ACTIVITY
Return the entries in full, exactly as written.

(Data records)
/---

//! In-memory reference backends.
//!
//! These implement the capability traits without a network dependency and
//! back the CLI workload and the integration tests.

mod document;
mod kv;
mod wide_column;

pub use document::MemoryDocumentStore;
pub use kv::MemoryKeyValue;
pub use wide_column::MemoryWideColumn;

\---

EXERCISE OUTPUT
//! In-memory reference backends.
//!
//! These implement the capability traits without a network dependency and
//! back the CLI workload and the integration tests.

mod document;
mod kv;
mod wide_column;

pub use document::MemoryDocumentStore;
pub use kv::MemoryKeyValue;
pub use wide_column::MemoryWideColumn;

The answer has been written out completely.